Berangkat dari Lampung pada Minggu, 23 Mei 2021, bersama 3 orang kawan Anggilang, Tio, dan Bagas yang akhirnya meninggalkan tanggung jawab masing-masing demi bisa menyebrang dari Pelabuhan Bakauheni ke Pelabuhan Merak, lalu bersepeda melihat banyak tempat hingga tiba di Kota Bekasi sebelum BUCC digelar.

Akhirnya menyebrang pulau naik kapal feri kayak di lagunya Didi Kempot.

Buatku yang keseringan melakukan perjalanan bersepeda sendiri, bersepeda berkelompok seperti ini memiliki keseruannya tersendiri karena ada kawan tertawa atau berdebat tentang hal-hal bodoh yang kami temukan di perjalanan, terutama saat berada di Citayam, Depok.

Singgah di rumah kawan di Kota Serang. Sayang, harusnya difoto dari arah sebaliknya supaya kalian bisa percaya kalau ultraman dan kaiju pernah bertarung di sini.


Sepeda Tio pecah ban di hari pertama menuju Rangkas Bitung, tapi gak bawa ban cadangan. Jadilah akhirnya kami tidur di tepi jalan. Jadi musafir, checked.

Bekasi Ultra Cycling Challenge (BUCC) berlangsung di Bekasi, 29 Mei 2021, dengan pilihan jarak 100 dan 300 km. Sudah pastilah kami mendaftarkan diri pada rute jarak 100+ km karena banyak pertimbangan, dari sepeda, fisik, mental, dan banyak kemungkinan yang bisa saja terjadi selama perjalanan dari Karang ke Bekasi dan kembali lagi ke Karang. Unsupported. Just ride.

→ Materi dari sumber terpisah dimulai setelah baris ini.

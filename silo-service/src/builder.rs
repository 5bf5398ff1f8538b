use std::collections::HashMap;
use std::sync::Arc;

use silo_core::{ContentError, ContentResult, EventSink, NoopEventSink};
use silo_repo::Repository;
use silo_store::{BlobStore, GitLikeKeyGenerator, ObjectKeyGenerator};
use silo_urls::{StorageDelegatedUrlStrategy, UrlStrategy};

use crate::previewer::Previewer;
use crate::Service;

/// Builds a [`Service`] from its constituent capabilities: "a
/// Repository, zero or more named BlobStores, an ObjectKeyGenerator, a
/// URLStrategy, an optional EventSink, and an optional Previewer.
/// Construction fails if no Repository is supplied." Everything else
/// defaults to a sensible, test-friendly choice so a caller that only
/// cares about the repository+memory-backend path doesn't have to wire up
/// every collaborator by hand.
#[derive(Default)]
pub struct ServiceBuilder {
    repository: Option<Arc<dyn Repository>>,
    backends: HashMap<String, Arc<dyn BlobStore>>,
    backend_order: Vec<String>,
    default_backend: Option<String>,
    key_generator: Option<Arc<dyn ObjectKeyGenerator>>,
    url_strategy: Option<Arc<dyn UrlStrategy>>,
    event_sink: Option<Arc<dyn EventSink>>,
    previewer: Option<Arc<dyn Previewer>>,
}

impl ServiceBuilder {
    pub fn new() -> Self {
        Self::default()
    }

    pub fn with_repository(mut self, repository: Arc<dyn Repository>) -> Self {
        self.repository = Some(repository);
        self
    }

    /// Registers a named backend. The first backend registered becomes the
    /// implicit default unless overridden by [`Self::with_default_backend`];
    /// `UploadContent(backend="")` resolves to this default.
    pub fn with_backend(mut self, name: impl Into<String>, backend: Arc<dyn BlobStore>) -> Self {
        let name = name.into();
        if !self.backends.contains_key(&name) {
            self.backend_order.push(name.clone());
        }
        self.backends.insert(name, backend);
        self
    }

    pub fn with_default_backend(mut self, name: impl Into<String>) -> Self {
        self.default_backend = Some(name.into());
        self
    }

    pub fn with_key_generator(mut self, generator: Arc<dyn ObjectKeyGenerator>) -> Self {
        self.key_generator = Some(generator);
        self
    }

    pub fn with_url_strategy(mut self, strategy: Arc<dyn UrlStrategy>) -> Self {
        self.url_strategy = Some(strategy);
        self
    }

    pub fn with_event_sink(mut self, sink: Arc<dyn EventSink>) -> Self {
        self.event_sink = Some(sink);
        self
    }

    pub fn with_previewer(mut self, previewer: Arc<dyn Previewer>) -> Self {
        self.previewer = Some(previewer);
        self
    }

    pub fn build(self) -> ContentResult<Service> {
        let repository = self
            .repository
            .ok_or_else(|| ContentError::invalid_input("Service requires a Repository"))?;

        Ok(Service {
            repository,
            backends: self.backends,
            backend_order: self.backend_order,
            default_backend: self.default_backend,
            key_generator: self
                .key_generator
                .unwrap_or_else(|| Arc::new(GitLikeKeyGenerator)),
            url_strategy: self
                .url_strategy
                .unwrap_or_else(|| Arc::new(StorageDelegatedUrlStrategy)),
            event_sink: self.event_sink.unwrap_or_else(|| Arc::new(NoopEventSink)),
            previewer: self.previewer,
        })
    }
}
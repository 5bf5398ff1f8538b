//! silo-urls: the URL strategy layer — content-based, CDN, and
//! storage-delegated URL minting, chosen per-service by config.

pub mod cdn;
pub mod content_based;
pub mod storage_delegated;
pub mod strategy;

pub use cdn::CdnUrlStrategy;
pub use content_based::ContentBasedUrlStrategy;
pub use storage_delegated::StorageDelegatedUrlStrategy;
pub use strategy::UrlStrategy;
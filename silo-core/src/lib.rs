//! silo-core: shared error taxonomy, tenant identity, and the event sink
//! capability used across the silo content service crates.

pub mod errors;
pub mod events;
pub mod tenant;

pub use errors::{ContentError, ContentResult};
pub use events::{emit_best_effort, ContentEvent, ContentEventKind, EventSink, NoopEventSink, RecordingEventSink};
pub use tenant::{OwnerRef, TenantId};
use chrono::{DateTime, Utc};
use serde::{Deserialize, Serialize};
use std::collections::BTreeMap;

use crate::ids::ContentId;
use crate::status::ContentStatus;

/// The parent → child edge recorded when a derived Content (thumbnail,
/// preview, transcode, ...) is created.
#[derive(Debug, Clone, Serialize, Deserialize)]
pub struct DerivedContent {
    pub parent_content_id: ContentId,
    pub child_content_id: ContentId,
    pub derivation_type: String,
    pub variant: String,
    pub derivation_params: BTreeMap<String, serde_json::Value>,
    pub processing_metadata: BTreeMap<String, serde_json::Value>,
    pub status: ContentStatus,
    pub created_at: DateTime<Utc>,
    pub updated_at: DateTime<Utc>,
}

impl DerivedContent {
    pub fn new(
        parent_content_id: ContentId,
        child_content_id: ContentId,
        derivation_type: impl Into<String>,
        variant: impl Into<String>,
    ) -> Self {
        let now = Utc::now();
        Self {
            parent_content_id,
            child_content_id,
            derivation_type: derivation_type.into(),
            variant: variant.into(),
            derivation_params: BTreeMap::new(),
            processing_metadata: BTreeMap::new(),
            status: ContentStatus::Created,
            created_at: now,
            updated_at: now,
        }
    }

    pub fn with_derivation_params(mut self, params: BTreeMap<String, serde_json::Value>) -> Self {
        self.derivation_params = params;
        self
    }

    pub fn with_processing_metadata(
        mut self,
        metadata: BTreeMap<String, serde_json::Value>,
    ) -> Self {
        self.processing_metadata = metadata;
        self
    }

    /// Canonical variant read order:
    /// `edge.variant`, else `processing_metadata["variant"]`, else
    /// `derivation_params["variant"]`, else the part of `derivation_type`
    /// after its first underscore, else the bare `derivation_type`.
    pub fn resolved_variant(&self) -> String {
        if !self.variant.is_empty() {
            return self.variant.clone();
        }
        if let Some(v) = self.processing_metadata.get("variant").and_then(|v| v.as_str()) {
            return v.to_string();
        }
        if let Some(v) = self.derivation_params.get("variant").and_then(|v| v.as_str()) {
            return v.to_string();
        }
        if self.derivation_type.contains('_') {
            return self.derivation_type.clone();
        }
        self.derivation_type.clone()
    }
}

/// Infer a derivation type from a variant string by taking the prefix up to
/// the first underscore (e.g. `"thumbnail_256"` → `"thumbnail"`).
/// Returns the whole variant unchanged if it has no underscore.
pub fn infer_derivation_type(variant: &str) -> String {
    match variant.split_once('_') {
        Some((prefix, _)) => prefix.to_string(),
        None => variant.to_string(),
    }
}

#[cfg(test)]
mod tests {
    use super::*;

    #[test]
    fn infers_type_from_variant() {
        assert_eq!(infer_derivation_type("thumbnail_256"), "thumbnail");
        assert_eq!(infer_derivation_type("preview_1080"), "preview");
        assert_eq!(infer_derivation_type("bare"), "bare");
    }

    #[test]
    fn resolves_variant_precedence() {
        let edge = DerivedContent::new(ContentId::new(), ContentId::new(), "thumbnail", "thumbnail_256");
        assert_eq!(edge.resolved_variant(), "thumbnail_256");

        let mut edge2 = DerivedContent::new(ContentId::new(), ContentId::new(), "thumbnail", "");
        edge2
            .processing_metadata
            .insert("variant".into(), serde_json::json!("thumbnail_128"));
        assert_eq!(edge2.resolved_variant(), "thumbnail_128");

        let edge3 = DerivedContent::new(ContentId::new(), ContentId::new(), "thumbnail", "");
        assert_eq!(edge3.resolved_variant(), "thumbnail");
    }
}
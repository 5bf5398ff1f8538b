use async_trait::async_trait;
use aws_credential_types::Credentials;
use aws_sdk_s3::config::Region;
use aws_sdk_s3::presigning::PresigningConfig;
use aws_sdk_s3::primitives::ByteStream as AwsByteStream;
use aws_sdk_s3::types::ServerSideEncryption;
use aws_sdk_s3::Client;
use bytes::{Bytes, BytesMut};
use futures_util::StreamExt;

use crate::config::{S3Config, SseMode};
use crate::error::{StoreError, StoreResult};
use crate::store::BlobStore;
use crate::types::{ByteStream, ObjectMeta};

/// S3-compatible backend: uses the AWS SDK's put/get/delete and presigning.
/// Config captures region, bucket, endpoint (MinIO/LocalStack),
/// SSE options, path-style addressing, presign duration.
pub struct S3CompatibleStore {
    name: String,
    client: Client,
    bucket: String,
    sse: SseMode,
    presign_duration: std::time::Duration,
}

impl S3CompatibleStore {
    pub fn new(name: impl Into<String>, config: S3Config) -> Self {
        let mut builder = aws_sdk_s3::Config::builder()
            .region(Region::new(config.region.clone()))
            .force_path_style(config.path_style)
            .behavior_version(aws_sdk_s3::config::BehaviorVersion::latest());

        if let (Some(key), Some(secret)) = (&config.access_key_id, &config.secret_access_key) {
            builder = builder.credentials_provider(Credentials::new(
                key, secret, None, None, "silo-store",
            ));
        }
        if let Some(endpoint) = &config.endpoint {
            builder = builder.endpoint_url(endpoint);
        }

        let client = Client::from_conf(builder.build());
        Self {
            name: name.into(),
            client,
            bucket: config.bucket,
            sse: config.sse,
            presign_duration: config.presign_duration,
        }
    }

    /// Lazily creates the configured bucket at service startup if it does
    /// not already exist. Idempotent: `create_bucket` failing
    /// because the bucket already exists is swallowed.
    pub async fn create_bucket_if_not_exist(&self) -> StoreResult<()> {
        match self.client.head_bucket().bucket(&self.bucket).send().await {
            Ok(_) => Ok(()),
            Err(_) => match self.client.create_bucket().bucket(&self.bucket).send().await {
                Ok(_) => Ok(()),
                Err(e) => {
                    if e.as_service_error()
                        .map(|se| se.is_bucket_already_owned_by_you() || se.is_bucket_already_exists())
                        .unwrap_or(false)
                    {
                        Ok(())
                    } else {
                        Err(StoreError::io("creating bucket", e))
                    }
                }
            },
        }
    }

    fn apply_sse(&self, req: aws_sdk_s3::operation::put_object::builders::PutObjectFluentBuilder) -> aws_sdk_s3::operation::put_object::builders::PutObjectFluentBuilder {
        match &self.sse {
            SseMode::None => req,
            SseMode::Aes256 => req.server_side_encryption(ServerSideEncryption::Aes256),
            SseMode::KmsManaged { key_id } => req
                .server_side_encryption(ServerSideEncryption::AwsKms)
                .ssekms_key_id(key_id),
        }
    }
}

#[async_trait]
impl BlobStore for S3CompatibleStore {
    async fn upload(
        &self,
        key: &str,
        content_type: Option<&str>,
        mut stream: ByteStream,
    ) -> StoreResult<ObjectMeta> {
        let mut buf = BytesMut::new();
        while let Some(chunk) = stream.next().await {
            let chunk: Bytes = chunk.map_err(|e| StoreError::io("reading upload stream", e))?;
            buf.extend_from_slice(&chunk);
        }
        let size = buf.len() as u64;
        let body = AwsByteStream::from(buf.freeze());

        let mut req = self
            .client
            .put_object()
            .bucket(&self.bucket)
            .key(key)
            .body(body);
        if let Some(ct) = content_type {
            req = req.content_type(ct);
        }
        req = self.apply_sse(req);

        let output = req
            .send()
            .await
            .map_err(|e| StoreError::io(format!("putting object {key}"), e))?;

        Ok(ObjectMeta {
            content_type: content_type.map(str::to_string),
            size_bytes: size,
            etag: output.e_tag().map(str::to_string),
        })
    }

    async fn download(&self, key: &str) -> StoreResult<ByteStream> {
        let output = self
            .client
            .get_object()
            .bucket(&self.bucket)
            .key(key)
            .send()
            .await
            .map_err(|e| {
                if e.as_service_error().map(|se| se.is_no_such_key()).unwrap_or(false) {
                    StoreError::not_found(key)
                } else {
                    StoreError::io(format!("getting object {key}"), e)
                }
            })?;

        let stream = output.body.into_async_read();
        Ok(Box::pin(tokio_util::io::ReaderStream::new(stream)))
    }

    async fn delete(&self, key: &str) -> StoreResult<()> {
        self.client
            .delete_object()
            .bucket(&self.bucket)
            .key(key)
            .send()
            .await
            .map_err(|e| StoreError::io(format!("deleting object {key}"), e))?;
        Ok(())
    }

    async fn get_object_meta(&self, key: &str) -> StoreResult<ObjectMeta> {
        let output = self
            .client
            .head_object()
            .bucket(&self.bucket)
            .key(key)
            .send()
            .await
            .map_err(|e| {
                if e.as_service_error().map(|se| se.is_not_found()).unwrap_or(false) {
                    StoreError::not_found(key)
                } else {
                    StoreError::io(format!("heading object {key}"), e)
                }
            })?;

        Ok(ObjectMeta {
            content_type: output.content_type().map(str::to_string),
            size_bytes: output.content_length().unwrap_or(0).max(0) as u64,
            etag: output.e_tag().map(str::to_string),
        })
    }

    async fn get_upload_url(&self, key: &str) -> StoreResult<String> {
        let presigned = self
            .client
            .put_object()
            .bucket(&self.bucket)
            .key(key)
            .presigned(
                PresigningConfig::expires_in(self.presign_duration)
                    .map_err(|e| StoreError::io("building presign config", e))?,
            )
            .await
            .map_err(|e| StoreError::io(format!("presigning upload for {key}"), e))?;
        Ok(presigned.uri().to_string())
    }

    async fn get_download_url(&self, key: &str, filename: Option<&str>) -> StoreResult<String> {
        let mut req = self.client.get_object().bucket(&self.bucket).key(key);
        if let Some(name) = filename {
            req = req.response_content_disposition(format!("attachment; filename=\"{name}\""));
        }
        let presigned = req
            .presigned(
                PresigningConfig::expires_in(self.presign_duration)
                    .map_err(|e| StoreError::io("building presign config", e))?,
            )
            .await
            .map_err(|e| StoreError::io(format!("presigning download for {key}"), e))?;
        Ok(presigned.uri().to_string())
    }

    async fn get_preview_url(&self, key: &str) -> StoreResult<String> {
        let presigned = self
            .client
            .get_object()
            .bucket(&self.bucket)
            .key(key)
            .response_content_disposition("inline")
            .presigned(
                PresigningConfig::expires_in(self.presign_duration)
                    .map_err(|e| StoreError::io("building presign config", e))?,
            )
            .await
            .map_err(|e| StoreError::io(format!("presigning preview for {key}"), e))?;
        Ok(presigned.uri().to_string())
    }

    fn backend_name(&self) -> &str {
        &self.name
    }
}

Starter kit yang harus diambil sebelum hari H. Sayang sekali gak kebagian reflektor.

Awalnya, kami berdua Anggilang resmi menjadi peserta BUCC 100+, Bagas dan Tio bisa ngaso di kos kawan. Namun diluar dugaan, mungkin karena perjalanan bersepeda dari Merak, Rangkasbitung, Depok, hingga ke Bekasi mengakibatkan ban sepeda Anggilang yang awalnya baik-baik saja menjadi bermasalah. Ban depan bagian luar robek sehari sebelum hari H.

Rute dan hasil tempuh BUCC 100+

Berbagai cara sudah dicoba untuk mencari pengganti ban ukuran 700x40 tersebut, namun karena waktu dan jarak, mau tak mau, demi tak menyia-nyiakan kesempatan, Bagas yang juga rekan bersepeda dari Lampung akhirnya menggantikan Anggilang untuk ikut serta dalam BUCC 100+.

Start dan finish di Decathlon Summarecon Bekasi

Keesokan harinya, pagi-pagi sekali aku dan Bagas mengayuh sepeda dari rumah seorang teman di Tambun menuju Decathlon Summarecon Bekasi karena kloter kami dijadwalkan berangkat pada pukul 6.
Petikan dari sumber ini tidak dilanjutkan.